Node Level, Cluster Level, and Application-Level Metrics in Prometheus

Saurabh AdhauSaurabh Adhau
4 min read

Introduction

Prometheus is widely used for monitoring and alerting in cloud-native environments, particularly in Kubernetes. When collecting metrics, they can generally be categorized into three levels:

  • Node-Level Metrics (System-level metrics)

  • Cluster-Level Metrics (Kubernetes-level metrics)

  • Application-Level Metrics (Application-specific metrics)

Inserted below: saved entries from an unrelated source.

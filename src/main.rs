//! # ragchat CLI
//!
//! The `ragchat` binary manages the document index and runs the assistant,
//! either in the terminal or as an HTTP server.
//!
//! ## Usage
//!
//! ```bash
//! ragchat --config ./config/ragchat.toml <command>
//! ```
//!
//! ## Commands
//!
//! | Command | Description |
//! |---------|-------------|
//! | `ragchat init` | Create the index schema |
//! | `ragchat ingest` | Incrementally index the documents root |
//! | `ragchat add <file>` | Index a single file |
//! | `ragchat rebuild` | Clear the index and ingest everything again |
//! | `ragchat stats` | Show what is indexed |
//! | `ragchat search "<query>"` | Single-query search with scores |
//! | `ragchat retrieve "<query>"` | Full multi-query retrieval with provenance |
//! | `ragchat chat` | Interactive terminal chat |
//! | `ragchat serve` | Start the HTTP chat server |

use clap::{Parser, Subcommand};
use std::path::PathBuf;

use ragchat::{chat_cmd, config, ingest, logging, search, server, stats};

/// ragchat: a retrieval-augmented customer support chatbot.
///
/// All commands accept a `--config` flag pointing to a TOML configuration
/// file. See `config/ragchat.example.toml` for a full example.
#[derive(Parser)]
#[command(
    name = "ragchat",
    about = "ragchat — a retrieval-augmented customer support chatbot",
    version,
    long_about = "ragchat indexes your support documents and answers customer questions \
    from them, expanding each question into several phrasings for better recall and citing \
    the documents each answer is based on."
)]
struct Cli {
    /// Path to configuration file (TOML).
    ///
    /// Defaults to `./config/ragchat.toml`. Missing sections use defaults.
    #[arg(long, global = true, default_value = "./config/ragchat.toml")]
    config: PathBuf,

    /// Increase log verbosity (-v debug, -vv trace). `RUST_LOG` overrides.
    #[arg(short, long, global = true, action = clap::ArgAction::Count)]
    verbose: u8,

    #[command(subcommand)]
    command: Commands,
}

#[derive(Subcommand)]
enum Commands {
    /// Create the index schema. Safe to run more than once.
    Init,

    /// Index the documents root incrementally.
    ///
    /// Unchanged passages are skipped, edited ones re-embedded, and passages
    /// of deleted files removed.
    Ingest,

    /// Index a single file.
    Add {
        /// Path to a .txt, .md, or .pdf file.
        file: PathBuf,
    },

    /// Delete every indexed passage and ingest from scratch.
    Rebuild {
        /// Skip the confirmation prompt.
        #[arg(long)]
        yes: bool,
    },

    /// Show index statistics.
    Stats,

    /// Search the index with one query and print scored passages.
    Search {
        /// The query text.
        query: String,

        /// Minimum similarity score (default: 0.7).
        #[arg(long)]
        threshold: Option<f32>,

        /// Maximum number of results (default: 5).
        #[arg(long)]
        limit: Option<usize>,
    },

    /// Run multi-query retrieval and show variants, passages, and context.
    Retrieve {
        /// The query text.
        query: String,
    },

    /// Chat with the assistant in the terminal.
    Chat,

    /// Start the HTTP chat server on `[server].bind`.
    Serve,
}

#[tokio::main]
async fn main() -> anyhow::Result<()> {
    let cli = Cli::parse();

    let base_level = match cli.command {
        Commands::Serve => "info",
        _ => "warn",
    };
    logging::init(base_level, cli.verbose);

    let cfg = config::load_config(&cli.config)?;

    match cli.command {
        Commands::Init => ingest::run_init(&cfg).await?,
        Commands::Ingest => ingest::run_ingest(&cfg).await?,
        Commands::Add { file } => ingest::run_add(&cfg, &file).await?,
        Commands::Rebuild { yes } => ingest::run_rebuild(&cfg, yes).await?,
        Commands::Stats => stats::run_stats(&cfg).await?,
        Commands::Search {
            query,
            threshold,
            limit,
        } => search::run_search(&cfg, &query, threshold, limit).await?,
        Commands::Retrieve { query } => search::run_retrieve(&cfg, &query).await?,
        Commands::Chat => chat_cmd::run_chat(&cfg).await?,
        Commands::Serve => server::run_server(&cfg).await?,
    }

    Ok(())
}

Understanding these levels helps in designing an efficient monitoring setup that provides insights into infrastructure health, cluster performance, and application behavior.

1. Node-Level Metrics

What Are Node-Level Metrics?

Node-level metrics provide insights into the health and performance of the underlying infrastructure (VMs, physical machines, or Kubernetes nodes). These metrics are essential for understanding system resource utilization and detecting performance bottlenecks.

Examples of Node-Level Metrics:

MetricDescriptionPromQL Query Example
node_cpu_seconds_totalTotal CPU usage per mode (user/system/idle)rate(node_cpu_seconds_total[5m])
node_memory_MemAvailable_bytesAvailable memory in bytesnode_memory_MemAvailable_bytes
node_disk_io_time_seconds_totalDisk I/O operations timerate(node_disk_io_time_seconds_total[5m])
node_network_receive_bytes_totalNetwork received bytesrate(node_network_receive_bytes_total[5m])

How to Collect Node-Level Metrics?

The most commonly used exporter for collecting node-level metrics is Node Exporter.

Install Node Exporter on a Linux Node:

wget https://github.com/prometheus/node_exporter/releases/latest/download/node_exporter-linux-amd64.tar.gz
tar -xvzf node_exporter-linux-amd64.tar.gz
./node_exporter &

By default, Node Exporter exposes metrics at http://localhost:9100/metrics, which Prometheus can scrape.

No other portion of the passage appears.